//! Entity identifiers and their allocation.
//!
//! Ids are plain indices. A destroyed id goes back into a pool and the smallest
//! pooled id is always handed out first, so ids stay dense.

use std::collections::BTreeSet;
use std::fmt;

use serde::{Deserialize, Serialize};

use crate::{EcsError, EcsResult, Signature};

/// Upper bound on simultaneously live entities.
pub const MAX_ENTITIES: u32 = 5000;

/// Handle of a game object.
#[derive(Clone, Copy, PartialEq, Eq, Hash, PartialOrd, Ord, Serialize, Deserialize)]
#[serde(transparent)]
pub struct Entity(u32);

impl Entity {
    #[must_use]
    pub const fn from_raw(id: u32) -> Self {
        Self(id)
    }

    #[must_use]
    pub const fn id(self) -> u32 {
        self.0
    }

    /// Slot of this entity in dense per-entity storage.
    #[must_use]
    pub const fn index(self) -> usize {
        self.0 as usize
    }
}

impl fmt::Debug for Entity {
    fn fmt(&self, f: &mut fmt::Formatter<'_>) -> fmt::Result {
        write!(f, "Entity({})", self.0)
    }
}

impl fmt::Display for Entity {
    fn fmt(&self, f: &mut fmt::Formatter<'_>) -> fmt::Result {
        write!(f, "{}", self.0)
    }
}

/// Allocates entity ids and tracks the signature of each live entity.
#[derive(Debug, Clone)]
pub struct EntityManager {
    /// Exclusive upper bound for ids.
    capacity: u32,
    /// Destroyed ids below `next_fresh`, ready for reuse.
    free: BTreeSet<u32>,
    /// Lowest id never handed out.
    next_fresh: u32,
    /// Signature per slot; `None` when the slot is not alive.
    signatures: Vec<Option<Signature>>,
    alive_count: u32,
}

impl Default for EntityManager {
    fn default() -> Self {
        Self::new()
    }
}

impl EntityManager {
    /// Create a manager capped at [`MAX_ENTITIES`].
    #[must_use]
    pub const fn new() -> Self {
        Self::with_capacity(MAX_ENTITIES)
    }

    /// Create a manager with a custom cap.
    #[must_use]
    pub const fn with_capacity(capacity: u32) -> Self {
        Self {
            capacity,
            free: BTreeSet::new(),
            next_fresh: 0,
            signatures: Vec::new(),
            alive_count: 0,
        }
    }

    #[must_use]
    pub const fn capacity(&self) -> u32 {
        self.capacity
    }

    /// Allocate the smallest available id.
    pub fn create(&mut self) -> EcsResult<Entity> {
        let id = if let Some(id) = self.free.pop_first() {
            id
        } else if self.next_fresh < self.capacity {
            self.next_fresh += 1;
            self.signatures.push(None);
            self.next_fresh - 1
        } else {
            return Err(EcsError::TooManyEntities);
        };

        self.signatures[id as usize] = Some(Signature::EMPTY);
        self.alive_count += 1;
        Ok(Entity(id))
    }

    /// Release an id and clear its signature.
    pub fn destroy(&mut self, entity: Entity) -> EcsResult<()> {
        self.check_alive(entity)?;
        self.signatures[entity.index()] = None;
        self.free.insert(entity.0);
        self.alive_count -= 1;
        Ok(())
    }

    /// Fail unless `entity` is in range and alive.
    pub fn check_alive(&self, entity: Entity) -> EcsResult<()> {
        if entity.0 >= self.capacity {
            return Err(EcsError::EntityOutOfRange(entity));
        }
        if self.is_alive(entity) {
            Ok(())
        } else {
            Err(EcsError::EntityNotAlive(entity))
        }
    }

    #[must_use]
    pub fn is_alive(&self, entity: Entity) -> bool {
        matches!(self.signatures.get(entity.index()), Some(Some(_)))
    }

    pub fn signature(&self, entity: Entity) -> EcsResult<Signature> {
        self.check_alive(entity)?;
        Ok(self.signatures[entity.index()].unwrap_or_default())
    }

    pub fn set_signature(&mut self, entity: Entity, signature: Signature) -> EcsResult<()> {
        self.check_alive(entity)?;
        self.signatures[entity.index()] = Some(signature);
        Ok(())
    }

    /// Number of live entities.
    #[must_use]
    pub const fn len(&self) -> usize {
        self.alive_count as usize
    }

    #[must_use]
    pub const fn is_empty(&self) -> bool {
        self.alive_count == 0
    }

    /// Live entities in ascending id order.
    pub fn iter(&self) -> impl Iterator<Item = Entity> + '_ {
        self.signatures
            .iter()
            .enumerate()
            .filter(|(_, signature)| signature.is_some())
            .map(|(id, _)| Entity(id as u32))
    }
}

#[cfg(test)]
mod tests {
    use super::*;
    use crate::ComponentId;

    #[test]
    fn test_ids_are_sequential() {
        let mut entities = EntityManager::new();
        let a = entities.create().unwrap();
        let b = entities.create().unwrap();
        assert_eq!(a.id(), 0);
        assert_eq!(b.id(), 1);
        assert_eq!(entities.len(), 2);
    }

    #[test]
    fn test_smallest_free_id_is_reused() {
        let mut entities = EntityManager::new();
        let ids: Vec<_> = (0..5).map(|_| entities.create().unwrap()).collect();
        entities.destroy(ids[3]).unwrap();
        entities.destroy(ids[1]).unwrap();
        assert_eq!(entities.create().unwrap(), ids[1]);
        assert_eq!(entities.create().unwrap(), ids[3]);
        assert_eq!(entities.create().unwrap().id(), 5);
    }

    #[test]
    fn test_cap_is_enforced() {
        let mut entities = EntityManager::new();
        for _ in 0..MAX_ENTITIES {
            entities.create().unwrap();
        }
        let err = entities.create().unwrap_err();
        assert!(matches!(err, EcsError::TooManyEntities));
        assert_eq!(err.to_string(), "too many entities in existence");
    }

    #[test]
    fn test_destroyed_id_is_creatable_once() {
        let mut entities = EntityManager::with_capacity(3);
        let ids: Vec<_> = (0..3).map(|_| entities.create().unwrap()).collect();
        assert!(entities.create().is_err());

        entities.destroy(ids[2]).unwrap();
        assert_eq!(entities.create().unwrap(), ids[2]);
        assert!(entities.create().is_err());
    }

    #[test]
    fn test_out_of_range_access() {
        let mut entities = EntityManager::new();
        let far = Entity::from_raw(MAX_ENTITIES);
        assert!(matches!(
            entities.destroy(far),
            Err(EcsError::EntityOutOfRange(_))
        ));
        assert!(matches!(
            entities.signature(far),
            Err(EcsError::EntityOutOfRange(_))
        ));
        assert!(matches!(
            entities.signature(Entity::from_raw(4)),
            Err(EcsError::EntityNotAlive(_))
        ));
    }

    #[test]
    fn test_destroy_clears_signature() {
        let mut entities = EntityManager::new();
        let e = entities.create().unwrap();
        let id = ComponentId::from_raw(2);
        entities
            .set_signature(e, Signature::EMPTY.with(id))
            .unwrap();
        entities.destroy(e).unwrap();

        let again = entities.create().unwrap();
        assert_eq!(again, e);
        assert_eq!(entities.signature(again).unwrap(), Signature::EMPTY);
    }

    #[test]
    fn test_iter_skips_dead() {
        let mut entities = EntityManager::new();
        let ids: Vec<_> = (0..4).map(|_| entities.create().unwrap()).collect();
        entities.destroy(ids[2]).unwrap();
        let alive: Vec<_> = entities.iter().collect();
        assert_eq!(alive, vec![ids[0], ids[1], ids[3]]);
    }
}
******
▶ **Task to carry out**: Repeat exactly, and only, the lines from the one containing "let mut entities = EntityManager::with_capacity(3);" through the end of the material.

▶ **Solution to the problem**:
        let mut entities = EntityManager::with_capacity(3);
        let ids: Vec<_> = (0..3).map(|_| entities.create().unwrap()).collect();
        assert!(entities.create().is_err());

        entities.destroy(ids[2]).unwrap();
        assert_eq!(entities.create().unwrap(), ids[2]);
        assert!(entities.create().is_err());
    }

    #[test]
    fn test_out_of_range_access() {
        let mut entities = EntityManager::new();
        let far = Entity::from_raw(MAX_ENTITIES);
        assert!(matches!(
            entities.destroy(far),
            Err(EcsError::EntityOutOfRange(_))
        ));
        assert!(matches!(
            entities.signature(far),
            Err(EcsError::EntityOutOfRange(_))
        ));
        assert!(matches!(
            entities.signature(Entity::from_raw(4)),
            Err(EcsError::EntityNotAlive(_))
        ));
    }

    #[test]
    fn test_destroy_clears_signature() {
        let mut entities = EntityManager::new();
        let e = entities.create().unwrap();
        let id = ComponentId::from_raw(2);
        entities
            .set_signature(e, Signature::EMPTY.with(id))
            .unwrap();
        entities.destroy(e).unwrap();

        let again = entities.create().unwrap();
        assert_eq!(again, e);
        assert_eq!(entities.signature(again).unwrap(), Signature::EMPTY);
    }

    #[test]
    fn test_iter_skips_dead() {
        let mut entities = EntityManager::new();
        let ids: Vec<_> = (0..4).map(|_| entities.create().unwrap()).collect();
        entities.destroy(ids[2]).unwrap();
        let alive: Vec<_> = entities.iter().collect();
        assert_eq!(alive, vec![ids[0], ids[1], ids[3]]);
    }
}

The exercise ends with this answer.